- **Task details**
Using the data below, output the first line and every line after it up to and including the line containing "pub trait DrawingBackend: Send", exactly as written and with nothing added.

- **Input data**

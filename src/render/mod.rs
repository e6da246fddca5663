//! Drawing backends and the glyph rasterizer.
//!
//! A [`DrawingBackend`] plays the role of a 2D canvas context: it hands out
//! blank surfaces and draws text onto them. [`ResvgBackend`] is the default
//! implementation, shaping text with the fonts loaded into a `fontdb`
//! database and rasterizing it with resvg.
//!
//! The [`GlyphRasterizer`] sits on top of a backend and implements the
//! favicon drawing sequence: allocate, fill background, draw centered text.

pub mod rasterizer;
pub mod svg;

pub use rasterizer::GlyphRasterizer;

use std::sync::Arc;

use image::{Rgba, RgbaImage};
use resvg::tiny_skia::Pixmap;
use resvg::usvg::fontdb;

use crate::color::to_hex;
use crate::config::GeneratorConfig;
use crate::error::TextRenderError;
use crate::surface::SizePx;
use crate::vector::build_glyph_svg;

// ============================================================================
// DrawingBackend
// ============================================================================

/// A provider of 2D drawing surfaces.
///
/// Implementations must be shareable across threads so a single generator
/// can serve concurrent requests.
pub trait DrawingBackend: Send + Sync {
    /// Allocates a fully transparent surface of the given size.
    ///
    /// Returns `None` when no drawing context is available.
    fn create_surface(&self, size: SizePx) -> Option<RgbaImage>;

    /// Draws `text` in bold sans-serif at the favicon font size, centered on
    /// the surface, composited over the existing pixels.
    fn fill_text(
        &self,
        surface: &mut RgbaImage,
        text: &str,
        color: Rgba<u8>,
    ) -> Result<(), TextRenderError>;
}

// ============================================================================
// ResvgBackend
// ============================================================================

/// Drawing backend built on tiny-skia surfaces and resvg text rendering.
#[derive(Clone)]
pub struct ResvgBackend {
    fontdb: Arc<fontdb::Database>,
}

impl ResvgBackend {
    /// Creates a backend that shapes text with the given font database.
    pub fn new(fontdb: Arc<fontdb::Database>) -> Self {
        Self { fontdb }
    }

    /// Creates a backend with fonts loaded according to `config`.
    ///
    /// Font files that fail to load are skipped with a warning.
    pub fn from_config(config: &GeneratorConfig) -> Self {
        let mut db = fontdb::Database::new();

        if config.load_system_fonts {
            db.load_system_fonts();
        }
        for path in &config.font_files {
            if let Err(e) = db.load_font_file(path) {
                log::warn!("failed to load font {}: {}", path.display(), e);
            }
        }

        ensure_sans_serif(&mut db);
        log::debug!("font database ready with {} faces", db.len());
        Self::new(Arc::new(db))
    }

    /// Returns the font database used for text shaping.
    pub fn fontdb(&self) -> &Arc<fontdb::Database> {
        &self.fontdb
    }
}

/// Points the generic `sans-serif` family at an installed face when the
/// default mapping names a font that is not loaded.
fn ensure_sans_serif(db: &mut fontdb::Database) {
    let current = db.family_name(&fontdb::Family::SansSerif).to_string();
    let mut names: Vec<String> = db
        .faces()
        .flat_map(|face| face.families.iter().map(|(name, _)| name.clone()))
        .collect();
    if names.contains(&current) {
        return;
    }
    names.sort();
    names.dedup();

    if let Some(fallback) = pick_sans_serif(&names) {
        log::debug!("sans-serif family {current:?} not installed, using {fallback:?}");
        db.set_sans_serif_family(fallback.clone());
    }
}

/// Family name fragments that mark faces unfit for a text glyph.
const SPECIAL_PURPOSE_FAMILIES: [&str; 4] = ["Mono", "Symbol", "Emoji", "Math"];

/// Picks a plain sans family from `names`, or the first text family.
fn pick_sans_serif(names: &[String]) -> Option<&String> {
    let is_plain = |name: &&String| !SPECIAL_PURPOSE_FAMILIES.iter().any(|s| name.contains(s));

    names
        .iter()
        .filter(is_plain)
        .find(|name| name.contains("Sans"))
        .or_else(|| names.iter().find(is_plain))
        .or_else(|| names.first())
}

impl Default for ResvgBackend {
    fn default() -> Self {
        Self::from_config(&GeneratorConfig::default())
    }
}

impl DrawingBackend for ResvgBackend {
    fn create_surface(&self, size: SizePx) -> Option<RgbaImage> {
        let pixmap = Pixmap::new(size.width, size.height)?;
        Some(svg::pixmap_to_rgba_image(&pixmap))
    }

    fn fill_text(
        &self,
        surface: &mut RgbaImage,
        text: &str,
        color: Rgba<u8>,
    ) -> Result<(), TextRenderError> {
        if text.trim().is_empty() {
            return Ok(());
        }

        let opacity = color[3] as f32 / 255.0;
        let document = build_glyph_svg(text, &to_hex(color), opacity);
        let tree = svg::parse_svg(&document, &self.fontdb)?;
        if !svg::has_content(&tree) {
            return Err(TextRenderError(format!(
                "no font face available for {text:?} among {} loaded faces",
                self.fontdb.len()
            )));
        }

        let glyph = svg::render_tree(&tree, surface.width(), surface.height())?;

        svg::composite_over(surface, &glyph, 0, 0);
        Ok(())
    }
}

- **Answer below**
filename src/render/mod.rs
repository e6da246fddca5663
//! Drawing backends and the glyph rasterizer.
//!
//! A [`DrawingBackend`] plays the role of a 2D canvas context: it hands out
//! blank surfaces and draws text onto them. [`ResvgBackend`] is the default
//! implementation, shaping text with the fonts loaded into a `fontdb`
//! database and rasterizing it with resvg.
//!
//! The [`GlyphRasterizer`] sits on top of a backend and implements the
//! favicon drawing sequence: allocate, fill background, draw centered text.

pub mod rasterizer;
pub mod svg;

pub use rasterizer::GlyphRasterizer;

use std::sync::Arc;

use image::{Rgba, RgbaImage};
use resvg::tiny_skia::Pixmap;
use resvg::usvg::fontdb;

use crate::color::to_hex;
use crate::config::GeneratorConfig;
use crate::error::TextRenderError;
use crate::surface::SizePx;
use crate::vector::build_glyph_svg;

// ============================================================================
// DrawingBackend
// ============================================================================

/// A provider of 2D drawing surfaces.
///
/// Implementations must be shareable across threads so a single generator
/// can serve concurrent requests.
pub trait DrawingBackend: Send + Sync {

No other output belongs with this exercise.